After spending the last few years concentrating on performing and re-recording many of the classic Genesis tracks that he was responsible for creating during his time with the band from 1972-1977, Hackett is back with a brand new solo record entitled, ‘Night Siren.’  Many music critics and die-hard fans feel that, ‘Night Siren,’ may very well be the best solo record of Hackett’s career.

‘Night Siren,’ is a 10-track release that showcases Hackett’s stunning guitar work, profound lyrics, and beautifully written musical compositions.  In addition to Hackett, this release is unique, in that it features musicians from all across the world.

Hackett just wrapped up a North American tour ealier this month.  He will be performing this spring all across Europe.

Here at Rock Music Star, we our honored to bring you this exclusive interview with Rock music legend, Steve Hackett!

RMS: Steve, your new studio release, ‘Night Siren,’  is a very impressive, diverse, profound musical masterpiece.  What do you feel was the most challenging aspect of recording this album?

SH: I’ve often had ambivalent feelings about collecting data.  In other words, sticking a mic in front of someone and saying, “Just do what you do off the top of your head.”  And, if I like what you do, I’ll use it.  That’s not usually what I like people to do to me, but, on the other hand it means that, in a sense, it takes the pressure off in performance, really.  I know that, when I worked with Steve Wilson a while back, I did a few solos for him face to face.  He said that same thing, “Give me that data.”  In other words, whatever I did, he’s going to mess with anyway and edit it all together.  On one hand, you think to yourself, “I’m supposed to be a professional.  I’m supposed to give people direction.  I’m supposed to do all of these things that experts are supposed to know about.”  And yet, at the same time, there might just be something extraordinary that happens that I can work with and assimilate into a bigger picture.  Most people know that they can write a song after they’ve been around enough verses and choruses and solos and productions; those are all the things that are the usual editions of writing.  But, to place yourself and someone else in that position of uncertainty is something that I think has become vindicated with this particular project.  There are several moments of that type of activity.  For instance, the muted trumpet in  “Fifty Miles to the North Pole,” which were absolutely gash- I use the word, “gash,” quite a lot, because sometimes that’s the only way to achieve something- whether it’s in time, or even in tune.  Sometimes, playing to the music can be distracting.  So, you get a genuine solo performance, and then it will function in it’s own time.  In a sense, a bit like jazz.  A jazz band can tune its own time.  Whereas perhaps, other musicians feel the need to stick with the beat to some degree.  So, that was a challenging thing.  One always has conflicting emotions- “Is this professional?”  “Is this not professional?”  Sometimes, you’ve got to step outside what you think is professional and slick to take those chances.

 

RMS: You brought in musicians from all over the world to perform on ‘Night Siren.’ I think that really gave it real unique sound.

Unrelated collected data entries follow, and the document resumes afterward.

use crate::{interaction::Interaction, math::Ray, scene::Scene};

// Based on Physically Based Rendering 3rd ed.
// https://www.pbr-book.org/3ed-2018/Light_Sources/Light_Interface#VisibilityTesting

/// A deferred occlusion test between a shading point and a light sample.
pub struct VisibilityTester {
    p0: Interaction,
    p1: Interaction,
}

impl VisibilityTester {
    pub fn new(p0: Interaction, p1: Interaction) -> Self {
        Self { p0, p1 }
    }

    /// The shadow ray this tester would trace.
    pub fn ray(&self) -> Ray<f32> {
        self.p0.spawn_ray_to(&self.p1)
    }

    /// Traces the shadow ray against the intersection oracle.
    pub fn unoccluded(&self, scene: &Scene) -> bool {
        !scene.intersect_p(self.ray())
    }
}
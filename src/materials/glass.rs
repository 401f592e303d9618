use super::{
    bsdfs::{fresnel::Fresnel, specular, Bsdf},
    Material,
};
use crate::{
    interaction::SurfaceInteraction, math::Spectrum, memory::Arena, textures::Texture,
};

use std::sync::Arc;

pub struct Glass {
    r: Arc<dyn Texture<Spectrum<f32>>>,
    t: Arc<dyn Texture<Spectrum<f32>>>,
    eta: f32,
}

impl Glass {
    pub fn new(
        r: Arc<dyn Texture<Spectrum<f32>>>,
        t: Arc<dyn Texture<Spectrum<f32>>>,
        eta: f32,
    ) -> Self {
        Self { r, t, eta }
    }
}

impl Material for Glass {
    fn compute_scattering_functions<'a>(
        &'a self,
        scratch: &'a Arena,
        si: &SurfaceInteraction,
    ) -> Bsdf<'a> {
        let mut bsdf = Bsdf::with_eta(si, self.eta);

        bsdf.add(scratch.alloc(specular::Reflection::new(
            self.r.evaluate(si),
            Fresnel::dielectric(1.0, self.eta),
        )));

        bsdf.add(scratch.alloc(specular::Transmission::new(
            self.t.evaluate(si),
            1.0,
            self.eta,
        )));

        bsdf
    }
}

SH: Yeah, that was the plan.  I’m basically a very introverted person, really.  And yet, I’ve developed to the point where I’ve got friends all over the world that I can speak to.  I don’t have the lack of self esteem that my personality was saddled with from the very early age.  I think it was because of the educational system, which can knock you down.  Such is the British way.  Constantly, you’re having to beat yourself up against that.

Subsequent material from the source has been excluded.